SpaceX tests 5 MILLION lb supersonic rocket

by Abel Hampton January 27, 2018, 11:07
SpaceX tests 5 MILLION lb supersonic rocket

Wednesday's static fire test was the culmination of a month-long series of fit checks, fueling tests and other preparatory work at pad 39A since the Falcon Heavy was first raised vertical at the facility December 28.

A date for the launch has not yet been revealed.

The long-awaited Static Fire of SpaceX's Falcon Heavy rocket has been declared a success by SpaceX founder Elon Musk.

Update 2: SpaceX posted video of the test on YouTube - check your speaker volume before pressing play.

The cargo for the test-flight next week will be a Tesla Roadster, one of the popular auto models from an electrical motor company owned by Musk. But before a static fire test can take place, the rocket must be fueled. The company didn't immediately release details regarding the 27 Merlin engines' performance in the three boosters.

"Will be in deep space for a billion years or so if it doesn't blow up on ascent", Musk, the famed space enthusiast and Internet tycoon, said on Twitter last month.

Technicians at pad 39A finished upgrading the launch complex for the Falcon Heavy after the most recent Falcon 9 launch there October 30.

After first being announced in 2011, the rocket's first flight was set for 2013.

The Heavy — a triple-size version of SpaceX's frequent flier, the Falcon 9 — is tailor-made for spacecraft headed to the moon or Mars, as well as extra-big satellites bound for low-Earth orbit. It appears that the test was successful, but have yet to get full confirmation from SpaceX.

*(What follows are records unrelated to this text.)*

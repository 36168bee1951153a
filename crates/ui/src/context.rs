use std::sync::Arc;

use dioxus::prelude::*;
use prep_core::model::Locale;
use services::{CardCatalog, ProgressStore, StudyLoopService};

use crate::platform::LinkOpenerRef;

pub trait UiApp: Send + Sync {
    fn initial_locale(&self) -> Locale;

    fn progress_store(&self) -> Arc<ProgressStore>;
    fn study_loop(&self) -> Arc<StudyLoopService>;
    fn catalog(&self) -> Arc<CardCatalog>;
    fn link_opener(&self) -> LinkOpenerRef;
}

#[derive(Clone)]
pub struct AppContext {
    initial_locale: Locale,
    progress: Arc<ProgressStore>,
    study_loop: Arc<StudyLoopService>,
    catalog: Arc<CardCatalog>,
    link_opener: LinkOpenerRef,
}

impl AppContext {
    #[must_use]
    pub fn new(app: &Arc<dyn UiApp>) -> Self {
        Self {
            initial_locale: app.initial_locale(),
            progress: app.progress_store(),
            study_loop: app.study_loop(),
            catalog: app.catalog(),
            link_opener: app.link_opener(),
        }
    }

    #[must_use]
    pub fn initial_locale(&self) -> Locale {
        self.initial_locale
    }

    #[must_use]
    pub fn progress(&self) -> Arc<ProgressStore> {
        Arc::clone(&self.progress)
    }

    #[must_use]
    pub fn study_loop(&self) -> Arc<StudyLoopService> {
        Arc::clone(&self.study_loop)
    }

    #[must_use]
    pub fn catalog(&self) -> Arc<CardCatalog> {
        Arc::clone(&self.catalog)
    }

    pub fn open_link(&self, url: &str) {
        self.link_opener.open(url);
    }
}

// This context is provided by the application composition root (e.g. `crates/app`).

/// Build an `AppContext` from a UI-facing app implementation.
#[must_use]
pub fn build_app_context(app: &Arc<dyn UiApp>) -> AppContext {
    AppContext::new(app)
}

//
// ─── LOCALE ────────────────────────────────────────────────────────────────────
//

/// Active interface and deck language, shared by every view.
#[derive(Clone, Copy)]
pub struct LocaleState(Signal<Locale>);

impl LocaleState {
    #[must_use]
    pub fn get(&self) -> Locale {
        *self.0.read()
    }

    pub fn toggle(&mut self) {
        let next = self.get().toggled();
        tracing::debug!(locale = %next, "switching locale");
        self.0.set(next);
    }
}

/// Install the locale signal for the subtree; call once near the root.
pub fn use_locale_provider(initial: Locale) -> LocaleState {
    use_context_provider(|| LocaleState(Signal::new(initial)))
}

/// Read the active locale, subscribing the caller to changes.
#[must_use]
pub fn use_locale() -> Locale {
    use_context::<LocaleState>().get()
}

The auto is also a payload that Musk can afford to lose: Last July, he said there's a significant chance that the maiden launch could go awry. I hope it makes it far enough beyond the pad so that it does not cause pad damage. "I would consider even that a win, to be honest". The craft is a remarkable and significant technological leap forward in space flight, and it is the most powerful all-liquid propulsion rocket to sit on Pad 39A since the Saturn V in the 1970s.

Two of the three Heavy boosters have launched before. It is anticipated the 229-foot-tall (70-meter) Falcon Heavy will be lowered and rolled back into its hangar for some final checks before being returned to its launch pad for the test flight later this week. The vehicle will be sent in an elongated orbit that will take it out into the Solar System, near Mars.